• **Assignment**: In the records that follow, find each line containing "CellRecord" and copy it.
[Data listing — start]
// Document serialization - canvas records, native JSON and legacy XML

pub mod json;
pub mod xml;

use std::path::Path;

use serde::{Deserialize, Serialize};

use gridcalc_engine::grid::Grid;
use gridcalc_engine::name::CellName;
use gridcalc_engine::recalc::RecalcReport;

/// One persisted cell: name, raw content, and canvas position.
///
/// Position is a front-end concern carried opaquely; the engine only ever
/// reads `name` and `content`.
#[derive(Debug, Clone, PartialEq, Serialize, Deserialize)]
pub struct CellRecord {
    pub name: String,
    pub content: String,
    #[serde(default)]
    pub x: f64,
    #[serde(default)]
    pub y: f64,
}

/// An ordered collection of cell records.
#[derive(Debug, Clone, Default, PartialEq, Serialize, Deserialize)]
pub struct Document {
    pub cells: Vec<CellRecord>,
}

impl Document {
    /// Rebuild a grid from this document.
    ///
    /// Replays `define` for every record - record order does not matter,
    /// since edges depend only on final content - then runs one full
    /// recalculation pass to resolve all values.
    pub fn apply(&self, grid: &mut Grid) -> Result<RecalcReport, String> {
        for record in &self.cells {
            let name: CellName = record
                .name
                .parse()
                .map_err(|e| format!("bad cell name {:?}: {}", record.name, e))?;
            grid.define(name, &record.content);
        }
        Ok(grid.recompute_all())
    }

    /// Capture a grid's cells as records, sorted by name.
    ///
    /// The engine does not track canvas positions; front ends that do
    /// should build the document themselves and keep their coordinates.
    pub fn from_grid(grid: &Grid) -> Document {
        let cells = grid
            .names()
            .into_iter()
            .map(|name| {
                let content = grid.cell(&name).map(|c| c.content.raw_display()).unwrap_or_default();
                CellRecord {
                    name: name.as_str().to_string(),
                    content,
                    x: 0.0,
                    y: 0.0,
                }
            })
            .collect();
        Document { cells }
    }
}

/// Load a document, dispatching on file extension (`.xml` is the legacy
/// canvas format, everything else the native JSON format).
pub fn load_file(path: &Path) -> Result<Document, String> {
    if has_xml_extension(path) {
        xml::read_file(path)
    } else {
        json::read_file(path)
    }
}

/// Save a document, dispatching on file extension like [`load_file`].
pub fn save_file(doc: &Document, path: &Path) -> Result<(), String> {
    if has_xml_extension(path) {
        xml::write_file(doc, path)
    } else {
        json::write_file(doc, path)
    }
}

fn has_xml_extension(path: &Path) -> bool {
    path.extension()
        .map(|e| e.eq_ignore_ascii_case("xml"))
        .unwrap_or(false)
}
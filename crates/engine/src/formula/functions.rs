// Built-in numeric functions and constants

use super::eval::CellError;

/// Named constants recognized by the parser.
///
/// These are folded into number literals at parse time and are therefore
/// never cell references. Names must be uppercase (as produced by the
/// tokenizer).
pub fn constant(name: &str) -> Option<f64> {
    Some(match name {
        "PI" => std::f64::consts::PI,
        "E" => std::f64::consts::E,
        "TAU" => std::f64::consts::TAU,
        "INF" => f64::INFINITY,
        "NAN" => f64::NAN,
        _ => return None,
    })
}

/// Check if a function name is a known built-in.
/// This is the single source of truth for supported functions.
pub fn is_known_function(name: &str) -> bool {
    arity(name).is_some()
}

/// Fixed argument count for each built-in function.
/// Function names must be uppercase (as produced by the tokenizer).
pub fn arity(name: &str) -> Option<usize> {
    Some(match name {
        // Number-theoretic and representation
        "ABS" | "FLOOR" | "CEIL" | "ROUND" | "TRUNC" | "SIGN" | "FACT" |
        // Exponential and logarithmic
        "SQRT" | "EXP" | "LN" | "LOG10" | "LOG2" |
        // Trigonometric and hyperbolic
        "SIN" | "COS" | "TAN" | "ASIN" | "ACOS" | "ATAN" |
        "SINH" | "COSH" | "TANH" |
        // Angular conversion
        "DEGREES" | "RADIANS" => 1,

        "POW" | "ATAN2" | "HYPOT" | "FMOD" | "MIN" | "MAX" | "GCD" => 2,

        "IF" => 3,

        _ => return None,
    })
}

/// Dispatch a call to a built-in function.
///
/// Unknown names and wrong argument counts yield `InvalidFunction`;
/// arguments outside a function's domain yield `DomainError`. Non-finite
/// results (overflow to infinity, NaN from POW) are legitimate values and
/// pass through unchanged.
pub fn call(name: &str, args: &[f64]) -> Result<f64, CellError> {
    let expected = arity(name).ok_or(CellError::InvalidFunction)?;
    if args.len() != expected {
        return Err(CellError::InvalidFunction);
    }

    let result = match name {
        "ABS" => args[0].abs(),
        "FLOOR" => args[0].floor(),
        "CEIL" => args[0].ceil(),
        "ROUND" => args[0].round(),
        "TRUNC" => args[0].trunc(),
        "SIGN" => {
            let x = args[0];
            if x == 0.0 { 0.0 } else { x.signum() }
        }
        "FACT" => fact(args[0])?,

        "SQRT" => {
            if args[0] < 0.0 {
                return Err(CellError::Domain);
            }
            args[0].sqrt()
        }
        "EXP" => args[0].exp(),
        "LN" => log_checked(args[0], f64::ln)?,
        "LOG10" => log_checked(args[0], f64::log10)?,
        "LOG2" => log_checked(args[0], f64::log2)?,

        "SIN" => args[0].sin(),
        "COS" => args[0].cos(),
        "TAN" => args[0].tan(),
        "ASIN" => {
            if args[0].abs() > 1.0 {
                return Err(CellError::Domain);
            }
            args[0].asin()
        }
        "ACOS" => {
            if args[0].abs() > 1.0 {
                return Err(CellError::Domain);
            }
            args[0].acos()
        }
        "ATAN" => args[0].atan(),
        "SINH" => args[0].sinh(),
        "COSH" => args[0].cosh(),
        "TANH" => args[0].tanh(),

        "DEGREES" => args[0].to_degrees(),
        "RADIANS" => args[0].to_radians(),

        "POW" => args[0].powf(args[1]),
        "ATAN2" => args[0].atan2(args[1]),
        "HYPOT" => args[0].hypot(args[1]),
        "FMOD" => {
            if args[1] == 0.0 {
                return Err(CellError::Domain);
            }
            args[0] % args[1]
        }
        "MIN" => args[0].min(args[1]),
        "MAX" => args[0].max(args[1]),
        "GCD" => gcd(args[0], args[1])?,

        // Condition is numeric: nonzero selects the second argument.
        // All three arguments are evaluated eagerly by the caller, so an
        // error in the untaken branch still propagates.
        "IF" => {
            if args[0] != 0.0 { args[1] } else { args[2] }
        }

        _ => unreachable!("arity() and call() must agree on known functions"),
    };

    Ok(result)
}

fn log_checked(x: f64, log: fn(f64) -> f64) -> Result<f64, CellError> {
    if x <= 0.0 {
        return Err(CellError::Domain);
    }
    Ok(log(x))
}

/// Factorial of a non-negative integer. Overflows to infinity for large
/// inputs, which is a value, not an error.
fn fact(x: f64) -> Result<f64, CellError> {
    if x < 0.0 || x.fract() != 0.0 || x.is_nan() {
        return Err(CellError::Domain);
    }
    if x.is_infinite() {
        return Ok(f64::INFINITY);
    }
    let mut result = 1.0f64;
    let mut k = 2.0f64;
    while k <= x && result.is_finite() {
        result *= k;
        k += 1.0;
    }
    Ok(result)
}

/// Greatest common divisor of two integral values.
fn gcd(x: f64, y: f64) -> Result<f64, CellError> {
    if !x.is_finite() || !y.is_finite() || x.fract() != 0.0 || y.fract() != 0.0 {
        return Err(CellError::Domain);
    }
    let mut a = x.abs();
    let mut b = y.abs();
    while b > 0.0 {
        let r = a % b;
        a = b;
        b = r;
    }
    Ok(a)
}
[Data listing — finish]
• **Task answer**:
pub struct CellRecord {
    pub cells: Vec<CellRecord>,
                CellRecord {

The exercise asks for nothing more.